The researchers estimated that breast cancer was over diagnosed in 1.3 million U.S. women in the past 30 years. In 2008 alone, they estimated that breast cancer was over diagnosed in more than 70,000 women, accounting for 31 percent of all breast cancers diagnosed.
Welch said the findings cannot answer the question of whether women should get screened for breast cancer, nor does it suggest that there are no benefits, but the findings do challenge the assumption that mammograms are always a good idea.
“I can’t discount that there may be a tiny fraction of women who are helped by screening, but we can say it is very small - much smaller than conventional wisdom,” he said.
Others were quick to dismiss the findings, saying the study by Welch and Bleyer was fundamentally flawed because it underestimates the annual rate of breast cancer growth.
Dr. Debra Monticciolo, a spokeswoman for the American College of Radiology and president of Society of Breast Imaging, said the paper was an “extensive analysis based on false assumptions.”
For their analysis, the researchers assumed in their “best guess” estimate that breast cancer rates would remain fairly stable over the study period, increasing at a rate of about a quarter of a percent a year.
“They are off by a factor of 4,” said Monticciolo, who said the real figure is closer to 1 percent increase per year.
“If you recognize breast cancer had been increasing for 1 percent per year, there is no overdiagnosis.”
Welch dismissed the criticism as a “circling of the wagons” by a specialty group that is “simply not open” to consider that there might be any problems with mammography.
“It’s is a lot easier to make a simple (and misleading) case for screening, than it is to try to do better. But it is not in the best interest of our patients,” he said.
Dr. Colin Begg of Memorial Sloan-Kettering Cancer Center of New York said he thinks the study makes a pretty good case for overdiagnosis, but he questions the authors’ assertion that the benefits of mammography are small.

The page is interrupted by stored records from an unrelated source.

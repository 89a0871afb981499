use clap::{Parser, Subcommand};
use serde_json::{json, Value};

#[derive(Parser)]
#[command(name = "mint-cli")]
#[command(about = "Command-line client for the kraznik-mint JSON API", long_about = None)]
struct Cli {
    #[arg(short, long, default_value = "http://127.0.0.1:3000")]
    url: String,

    #[command(subcommand)]
    command: Commands,
}

#[derive(Subcommand)]
enum Commands {
    /// Show session and contract state
    Status,
    /// Authorize the signer account
    Connect,
    /// Forget the authorized account
    Disconnect,
    /// Mint tokens and wait for confirmation
    Mint {
        #[arg(short, long)]
        quantity: u64,
    },
}

#[tokio::main]
async fn main() -> Result<(), Box<dyn std::error::Error>> {
    let cli = Cli::parse();
    let client = reqwest::Client::new();
    let base = cli.url.trim_end_matches('/');

    let res = match cli.command {
        Commands::Status => client.get(format!("{}/api/state", base)).send().await?,
        Commands::Connect => client.post(format!("{}/api/connect", base)).send().await?,
        Commands::Disconnect => client.post(format!("{}/api/disconnect", base)).send().await?,
        Commands::Mint { quantity } => {
            client
                .post(format!("{}/api/mint", base))
                .json(&json!({ "quantity": quantity }))
                .send()
                .await?
        }
    };
    print_response(res).await
}

async fn print_response(res: reqwest::Response) -> Result<(), Box<dyn std::error::Error>> {
    let status = res.status();
    if !status.is_success() {
        eprintln!("Error: mint API returned status {}", status);
        if let Ok(text) = res.text().await {
            eprintln!("Response: {}", text);
        }
        std::process::exit(1);
    }

    let json: Value = res.json().await?;
    println!("{}", serde_json::to_string_pretty(&json)?);
    Ok(())
}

“We have had umpteen randomized trials out there that show there is a mortality benefit of about 15 percent,” he said.
Begg said the authors are concerned that women are being encouraged to get mammograms when it may not be in their best interest, but he said all screening tests have risks as well as benefits.
Breast cancer is the second-leading cause of cancer death in women, exceeded only by lung cancer, according to the American Cancer Society.
“I’m assuming most women who get mammograms are vastly more concerned about preventing their death from breast cancer than they are about the false positives of mammography,” he said.